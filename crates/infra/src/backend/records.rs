//! Profile rows over the `/rest/v1` table API
//!
//! Rows are addressed by email through `email=eq.<email>` filters. Writes ask
//! for `return=representation` so the affected rows come back in the body;
//! an update that returns no rows matched nothing.

use accountdesk_core::RecordStoreGateway;
use accountdesk_domain::{DataError, ProfileRow, RowRef};
use async_trait::async_trait;
use reqwest::{Method, Response};
use serde::de::DeserializeOwned;
use tracing::debug;

use super::errors::{data_transport, Rejection};
use super::BackendClient;

const RETURN_REPRESENTATION: (&str, &str) = ("Prefer", "return=representation");

pub struct HttpRecordStoreGateway {
    client: BackendClient,
    table_path: String,
}

impl HttpRecordStoreGateway {
    pub fn new(client: BackendClient, table: &str) -> Self {
        Self { client, table_path: format!("/rest/v1/{}", urlencoding::encode(table)) }
    }
}

fn email_filter(email: &str) -> (&'static str, String) {
    ("email", format!("eq.{email}"))
}

#[async_trait]
impl RecordStoreGateway for HttpRecordStoreGateway {
    async fn insert(&self, profile: &ProfileRow) -> Result<RowRef, DataError> {
        let request = self
            .client
            .request(Method::POST, &self.table_path)
            .header(RETURN_REPRESENTATION.0, RETURN_REPRESENTATION.1)
            .json(&[profile]);
        let response = self.client.send(request).await.map_err(data_transport)?;

        let rows: Vec<RowRef> = read_rows(response).await?;
        debug!(table = %self.table_path, rows = rows.len(), "profile row inserted");
        Ok(rows.into_iter().next().unwrap_or_default())
    }

    async fn update_by_email(&self, email: &str, profile: &ProfileRow) -> Result<RowRef, DataError> {
        let request = self
            .client
            .request(Method::PATCH, &self.table_path)
            .query(&[email_filter(email)])
            .header(RETURN_REPRESENTATION.0, RETURN_REPRESENTATION.1)
            .json(profile);
        let response = self.client.send(request).await.map_err(data_transport)?;

        let rows: Vec<RowRef> = read_rows(response).await?;
        debug!(table = %self.table_path, rows = rows.len(), "profile row updated");
        rows.into_iter().next().ok_or_else(|| DataError::NotFound(email.to_string()))
    }

    async fn select_by_email(&self, email: &str) -> Result<Option<ProfileRow>, DataError> {
        let (column, filter) = email_filter(email);
        let request = self
            .client
            .request(Method::GET, &self.table_path)
            .query(&[(column, filter.as_str()), ("select", "*")]);
        let response = self.client.send(request).await.map_err(data_transport)?;

        let rows: Vec<ProfileRow> = read_rows(response).await?;
        Ok(rows.into_iter().next())
    }
}

async fn read_rows<T: DeserializeOwned>(response: Response) -> Result<Vec<T>, DataError> {
    if !response.status().is_success() {
        return Err(Rejection::from_response(response).await.into_data_error());
    }
    response.json().await.map_err(|err| DataError::Decode(format!("table response: {err}")))
}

┄┄┄┄┄┄

EXERCISE OBJECTIVE> Write the entries out again verbatim, every one of them.

EXERCISE SOLUTION>
filename crates/infra/src/backend/records.rs
//! Profile rows over the `/rest/v1` table API
//!
//! Rows are addressed by email through `email=eq.<email>` filters. Writes ask
//! for `return=representation` so the affected rows come back in the body;
//! an update that returns no rows matched nothing.

use accountdesk_core::RecordStoreGateway;
use accountdesk_domain::{DataError, ProfileRow, RowRef};
use async_trait::async_trait;
use reqwest::{Method, Response};
use serde::de::DeserializeOwned;
use tracing::debug;

use super::errors::{data_transport, Rejection};
use super::BackendClient;

const RETURN_REPRESENTATION: (&str, &str) = ("Prefer", "return=representation");

pub struct HttpRecordStoreGateway {
    client: BackendClient,
    table_path: String,
}

impl HttpRecordStoreGateway {
    pub fn new(client: BackendClient, table: &str) -> Self {
        Self { client, table_path: format!("/rest/v1/{}", urlencoding::encode(table)) }
    }
}

fn email_filter(email: &str) -> (&'static str, String) {
    ("email", format!("eq.{email}"))
}

#[async_trait]
impl RecordStoreGateway for HttpRecordStoreGateway {
    async fn insert(&self, profile: &ProfileRow) -> Result<RowRef, DataError> {
        let request = self
            .client
            .request(Method::POST, &self.table_path)
            .header(RETURN_REPRESENTATION.0, RETURN_REPRESENTATION.1)
            .json(&[profile]);
        let response = self.client.send(request).await.map_err(data_transport)?;

        let rows: Vec<RowRef> = read_rows(response).await?;
        debug!(table = %self.table_path, rows = rows.len(), "profile row inserted");
        Ok(rows.into_iter().next().unwrap_or_default())
    }

    async fn update_by_email(&self, email: &str, profile: &ProfileRow) -> Result<RowRef, DataError> {
        let request = self
            .client
            .request(Method::PATCH, &self.table_path)
            .query(&[email_filter(email)])
            .header(RETURN_REPRESENTATION.0, RETURN_REPRESENTATION.1)
            .json(profile);
        let response = self.client.send(request).await.map_err(data_transport)?;

        let rows: Vec<RowRef> = read_rows(response).await?;
        debug!(table = %self.table_path, rows = rows.len(), "profile row updated");
        rows.into_iter().next().ok_or_else(|| DataError::NotFound(email.to_string()))
    }

    async fn select_by_email(&self, email: &str) -> Result<Option<ProfileRow>, DataError> {
        let (column, filter) = email_filter(email);
        let request = self
            .client
            .request(Method::GET, &self.table_path)
            .query(&[(column, filter.as_str()), ("select", "*")]);
        let response = self.client.send(request).await.map_err(data_transport)?;

        let rows: Vec<ProfileRow> = read_rows(response).await?;
        Ok(rows.into_iter().next())
    }
}

async fn read_rows<T: DeserializeOwned>(response: Response) -> Result<Vec<T>, DataError> {
    if !response.status().is_success() {
        return Err(Rejection::from_response(response).await.into_data_error());
    }
    response.json().await.map_err(|err| DataError::Decode(format!("table response: {err}")))
}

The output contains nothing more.